8

As a follow up to the excellent answers provided for:

Does the order of explanatory variables matter when calculating their regression coefficients?

(Which I've found incredibly useful from a pedagogical perspective), I've been wondering how exactly it manages to provide regression coefficients when we deal with high collinear data (setting aside the high standard error of these estimates).

Edit: For ease I've reproduced the section in the linked question that gets to the crux of the confusion (from Elements of Statistical Learning), the first two image provide the background but the section in italics in the final image gets to the root of the intuition which I am struggling with:

enter image description here

enter image description here

enter image description here

My question in words, is - if, as stated above, multiple regression coefficients express the effect of each covariate on a dependent variable having partialled out the variability that can be explained by other variables, where is the explanatory effect of the shared variability of the covariates accounted for?

Note I am hoping to get the intuition here - the algebra and geometry of the solution and both fairly easy to grasp.

As an example that tries to elucidate, consider a logical extreme where:

$$ Y = X + \epsilon_y $$

$$ \epsilon_y \sim N(0,0.1) $$

$$ X_1 = X + \epsilon_1 $$

$$ X_2 = X + \epsilon_2 $$

$$ \epsilon_1 \sim \epsilon_2 \sim N(0,0.001) $$

That is, $Y$ and $X$ have a strong linear relationship, and there is strong collinearity between $X_1$ and $X_2$ caused by their common factor $X$. Now suppose we attempt:

$$ Y \sim X_1 + X_2 $$

Following the Gram-Schmidt procedure, the residual of $X_1$ or $X_2$ on the other covariates (in this case, just each other) effectively remove the common variance between them (this may be where I am misunderstanding), but surely doing so removes the common element that manages to explain the relationship with $Y$?

Edit: To clarify on a point made by below: as is elaborated in the linked question, in the GS procedure the multiple regression coefficients are not generated from the interim coefficients that are produced 'en route' to the final residual. That is, to get the coefficient for $X_2$ we take the GS procedure from intercept > $X_1$ > $X_2$. Then to generate the coefficient for $X_1$ we would work through intercept > $X_2$ > $X_1$. In both instances the crucial common variance due to $X$ and the resulting relationship with $Y$ is lost.

Sue Doh Nimh
  • 719
  • 4
  • 20

2 Answers2

5

Even though you say that the geometry of this is fairly clear to you, I think it is a good idea to review it. I made this back of an envelope sketch:

Multiple regression and Gram-Schmidt orthogonalization

Left subplot is the same figure as in the book: consider two predictors $x_1$ and $x_2$; as vectors, $\mathbf x_1$ and $\mathbf x_2$ span a plane in the $n$-dimensional space, and $\mathbf y$ is being projected onto this plane resulting in the $\hat {\mathbf y}$.

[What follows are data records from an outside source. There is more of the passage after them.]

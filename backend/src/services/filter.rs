//! Window selection of records.

use crate::api::{ContentRecord, TimeWindow};

/// Keep the records created at or after the window cutoff.
///
/// Records newer than the anchor are kept; the source clock is allowed to run
/// slightly ahead of ours.
pub fn filter_window(records: Vec<ContentRecord>, window: &TimeWindow) -> Vec<ContentRecord> {
    let cutoff = window.cutoff();
    let total = records.len();
    let kept: Vec<ContentRecord> = records
        .into_iter()
        .filter(|r| r.created_at >= cutoff)
        .collect();
    log::debug!(
        "Window {} kept {} of {} records (cutoff {})",
        window.range,
        kept.len(),
        total,
        cutoff
    );
    kept
}
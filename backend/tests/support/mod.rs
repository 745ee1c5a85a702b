#![allow(dead_code)]

use std::collections::HashSet;
use std::sync::Mutex;

use chrono::{DateTime, Duration, TimeZone, Utc};
use creator_analytics::api::{ContentId, ContentRecord};

static ENV_LOCK: Mutex<()> = Mutex::new(());

/// Runs `f` with environment variables temporarily modified.
///
/// Variables are restored on unwind, and access to the process environment
/// is serialized across tests running in parallel.
///
/// `changes` is a list of `(key, value)` pairs:
/// - `Some(v)` sets the variable to `v`
/// - `None` removes the variable
pub fn with_scoped_env<F, R>(changes: &[(&str, Option<&str>)], f: F) -> R
where
    F: FnOnce() -> R,
{
    let _lock = ENV_LOCK.lock().unwrap_or_else(|poisoned| poisoned.into_inner());
    let _guard = ScopedEnv::new(changes);
    f()
}

struct ScopedEnv {
    snapshot: Vec<(String, Option<String>)>,
}

impl ScopedEnv {
    fn new(changes: &[(&str, Option<&str>)]) -> Self {
        let keys: HashSet<&str> = changes.iter().map(|(k, _)| *k).collect();
        let snapshot = keys
            .into_iter()
            .map(|k| (k.to_string(), std::env::var(k).ok()))
            .collect::<Vec<_>>();

        for (k, v) in changes {
            match v {
                Some(val) => std::env::set_var(k, val),
                None => std::env::remove_var(k),
            }
        }

        Self { snapshot }
    }
}

impl Drop for ScopedEnv {
    fn drop(&mut self) {
        for (k, v) in self.snapshot.drain(..) {
            match v {
                Some(val) => std::env::set_var(&k, val),
                None => std::env::remove_var(&k),
            }
        }
    }
}

/// Fixed anchor instant shared by the integration tests.
pub fn anchor() -> DateTime<Utc> {
    Utc.with_ymd_and_hms(2024, 8, 30, 12, 0, 0).unwrap()
}

/// Builder for test records with sensible defaults.
pub struct RecordBuilder {
    record: ContentRecord,
}

impl RecordBuilder {
    pub fn new(id: i64) -> Self {
        Self {
            record: ContentRecord {
                id: ContentId::new(id),
                title: format!("content {}", id),
                created_at: anchor() - Duration::hours(1),
                views: 1_000,
                likes: 80,
                comments: 10,
                shares: 5,
                watch_completion: 0.6,
                engagement_rate: 0.08,
                engagement_diversity: 0.7,
                rewatch_rate: 0.3,
                quality_score: 0.85,
                compliance_flag: true,
                revenue_share_proportion: 0.68,
                projected_earnings: 10.0,
            },
        }
    }

    pub fn age(mut self, age: Duration) -> Self {
        self.record.created_at = anchor() - age;
        self
    }

    pub fn at(mut self, created_at: DateTime<Utc>) -> Self {
        self.record.created_at = created_at;
        self
    }

    pub fn views(mut self, views: u64) -> Self {
        self.record.views = views;
        self
    }

    pub fn earnings(mut self, earnings: f64) -> Self {
        self.record.projected_earnings = earnings;
        self
    }

    pub fn engagement_rate(mut self, rate: f64) -> Self {
        self.record.engagement_rate = rate;
        self
    }

    pub fn build(self) -> ContentRecord {
        self.record
    }
}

Middle subplot shows the $X$ plane in the case when $\mathbf x_1$ and $\mathbf x_2$ are not orthogonal, but both have unit length. The regression coefficients $\beta_1$ and $\beta_2$ can be obtained by a non-orthogonal projection of $\hat{\mathbf y}$ onto $\mathbf x_1$ and $\mathbf x_2$: that should be pretty clear from the picture. But what happens when we follow the orthogonalization route?

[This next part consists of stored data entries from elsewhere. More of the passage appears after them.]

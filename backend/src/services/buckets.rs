//! Time-series bucketing and bar-height normalization.
//!
//! Records are mapped onto the window's `bucket_count` ordered slots (oldest
//! first), summed per slot, and each slot's magnitude is converted into a bar
//! height relative to the largest slot.
//!
//! Two assignment strategies exist:
//!
//! - [`BucketingMode::Timestamp`] places a record by its age inside the window.
//! - [`BucketingMode::Positional`] deals records round-robin over the buckets
//!   in creation order and then scales each bucket by a seeded random factor in
//!   `1 ± jitter`. The chart looks like a trend but bucket `i` does not
//!   correspond to a real date; only the labels do.

use rand::rngs::StdRng;
use rand::{Rng, SeedableRng};
use serde::{Deserialize, Serialize};

use crate::api::{AxisLabels, ChartPoint, ChartSeries, ContentRecord, TimeWindow};
use crate::config::EngineSettings;

/// How records are assigned to buckets.
#[derive(Debug, Copy, Clone, PartialEq, Eq, Default, Serialize, Deserialize)]
#[serde(rename_all = "lowercase")]
pub enum BucketingMode {
    #[default]
    Timestamp,
    Positional,
}

/// Bucketing parameters, usually taken from [`EngineSettings`].
#[derive(Debug, Clone, Copy, PartialEq)]
pub struct BucketSettings {
    pub mode: BucketingMode,
    pub min_height_pct: f64,
    pub jitter: f64,
    pub seed: u64,
}

impl Default for BucketSettings {
    fn default() -> Self {
        (&EngineSettings::default()).into()
    }
}

impl From<&EngineSettings> for BucketSettings {
    fn from(engine: &EngineSettings) -> Self {
        Self {
            mode: engine.bucketing,
            min_height_pct: engine.min_visible_height_pct,
            jitter: engine.jitter,
            seed: engine.jitter_seed,
        }
    }
}

/// Axis convention of a series.
#[derive(Debug, Copy, Clone, PartialEq, Eq)]
pub enum AxisKind {
    /// Counts: `{max, (max + min) / 2, min}`.
    Count,
    /// Money: `{max, max / 2, 0}`, always anchored at zero.
    Currency,
}

/// Per-bucket sums for the two snapshot series.
#[derive(Debug, Clone, PartialEq)]
pub struct BucketTotals {
    pub views: Vec<f64>,
    pub revenue: Vec<f64>,
}

/// Bucket index of every record (input order) by age within the window.
pub fn assign_by_timestamp(records: &[ContentRecord], window: &TimeWindow) -> Vec<usize> {
    records
        .iter()
        .map(|r| window.bucket_index_for(r.created_at))
        .collect()
}

/// Bucket index of every record (input order) dealt round-robin in creation order.
///
/// Records with equal timestamps keep their input order.
pub fn assign_positional(records: &[ContentRecord], bucket_count: usize) -> Vec<usize> {
    let mut order: Vec<usize> = (0..records.len()).collect();
    order.sort_by_key(|&i| records[i].created_at);

    let mut assignment = vec![0; records.len()];
    if bucket_count == 0 {
        return assignment;
    }
    for (position, &record_index) in order.iter().enumerate() {
        assignment[record_index] = position % bucket_count;
    }
    assignment
}

/// Sum a per-record value into `bucket_count` buckets.
pub fn sum_into_buckets(
    records: &[ContentRecord],
    assignment: &[usize],
    bucket_count: usize,
    value: impl Fn(&ContentRecord) -> f64,
) -> Vec<f64> {
    let mut buckets = vec![0.0; bucket_count];
    for (record, &index) in records.iter().zip(assignment) {
        if let Some(slot) = buckets.get_mut(index) {
            *slot += value(record);
        }
    }
    buckets
}

/// Scale every bucket by `1 + jitter * u`, `u` uniform in `[-1, 1]`.
fn apply_jitter(values: &mut [f64], rng: &mut StdRng, jitter: f64, decimals: i32) {
    let scale = 10f64.powi(decimals);
    for v in values.iter_mut() {
        let factor = 1.0 + jitter * rng.gen_range(-1.0..=1.0);
        *v = (*v * factor * scale).round() / scale;
    }
}

/// Views and revenue per bucket for a window.
pub fn bucket_totals(
    records: &[ContentRecord],
    window: &TimeWindow,
    settings: &BucketSettings,
) -> BucketTotals {
    let n = window.bucket_count;
    let assignment = match settings.mode {
        BucketingMode::Timestamp => assign_by_timestamp(records, window),
        BucketingMode::Positional => assign_positional(records, n),
    };

    let mut views = sum_into_buckets(records, &assignment, n, |r| r.views as f64);
    let mut revenue = sum_into_buckets(records, &assignment, n, |r| r.projected_earnings);

    if settings.mode == BucketingMode::Positional && settings.jitter > 0.0 {
        let mut rng = StdRng::seed_from_u64(settings.seed);
        apply_jitter(&mut views, &mut rng, settings.jitter, 0);
        apply_jitter(&mut revenue, &mut rng, settings.jitter, 2);
    }

    BucketTotals { views, revenue }
}

/// Bar heights in percent of the largest value, floored at `floor_pct`.
///
/// With no positive value every bar sits at the floor.
pub fn normalize_heights(values: &[f64], floor_pct: f64) -> Vec<f64> {
    let max = values.iter().copied().fold(0.0_f64, f64::max);
    values
        .iter()
        .map(|&v| {
            let raw = if max > 0.0 { v / max * 100.0 } else { 0.0 };
            raw.clamp(0.0, 100.0).max(floor_pct)
        })
        .collect()
}

/// Y-axis reference values for a series.
pub fn axis_labels(values: &[f64], kind: AxisKind) -> AxisLabels {
    if values.is_empty() {
        return AxisLabels {
            top: 0.0,
            middle: 0.0,
            bottom: 0.0,
        };
    }
    let max = values.iter().copied().fold(f64::NEG_INFINITY, f64::max);
    let min = values.iter().copied().fold(f64::INFINITY, f64::min);
    match kind {
        AxisKind::Count => AxisLabels {
            top: max,
            middle: (max + min) / 2.0,
            bottom: min,
        },
        AxisKind::Currency => AxisLabels {
            top: max,
            middle: max / 2.0,
            bottom: 0.0,
        },
    }
}

/// Assemble a chart from labels and bucket values.
///
/// `labels` and `values` are zipped; the shorter one decides the length.
pub fn build_series(
    labels: Vec<String>,
    values: Vec<f64>,
    floor_pct: f64,
    kind: AxisKind,
) -> ChartSeries {
    let heights = normalize_heights(&values, floor_pct);
    let axis = axis_labels(&values, kind);
    let points = labels
        .into_iter()
        .zip(values)
        .zip(heights)
        .map(|((label, value), height_pct)| ChartPoint {
            label,
            value,
            height_pct,
        })
        .collect();
    ChartSeries { points, axis }
}

#[cfg(test)]
#[path = "buckets_tests.rs"]
mod buckets_tests;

The two orthogonalized vectors $\mathbf z_1$ and $\mathbf z_2$ from Algorithm 3.1 are also shown on the figure. Note that each of them is obtained via a separate Gram-Schmidt orthogonalization procedure (separate run of Algorithm 3.1): $\mathbf z_1$ is the residual of $\mathbf x_1$ when regressed on $\mathbf x_2$ ans $\mathbf z_2$ is the residual of $\mathbf x_2$ when regressed on $\mathbf x_1$. Therefore $\mathbf z_1$ and $\mathbf z_2$ are orthogonal to $\mathbf x_2$ and $\mathbf x_1$ respectively, and their lengths are less than $1$. This is crucial.

As stated in the book, the regression coefficient $\beta_i$ can be obtained as $$\beta_i = \frac{\mathbf z_i \cdot \mathbf y}{\|\mathbf z_i\|^2} =\frac{\mathbf e_{\mathbf z_i} \cdot \mathbf y}{\|\mathbf z_i\|},$$ where $\mathbf e_{\mathbf z_{i}}$ denotes a unit vector in the direction of $\mathbf z_i$. When I project $\hat{\mathbf y}$ onto $\mathbf z_i$ on my drawing, the length of the projection (shown on the figure) is the nominator of this fraction. To get the actual $\beta_i$ value, one needs to divide by the length of $\mathbf z_i$ which is smaller than $1$, i.e. the $\beta_i$ will be larger than the length of the projection.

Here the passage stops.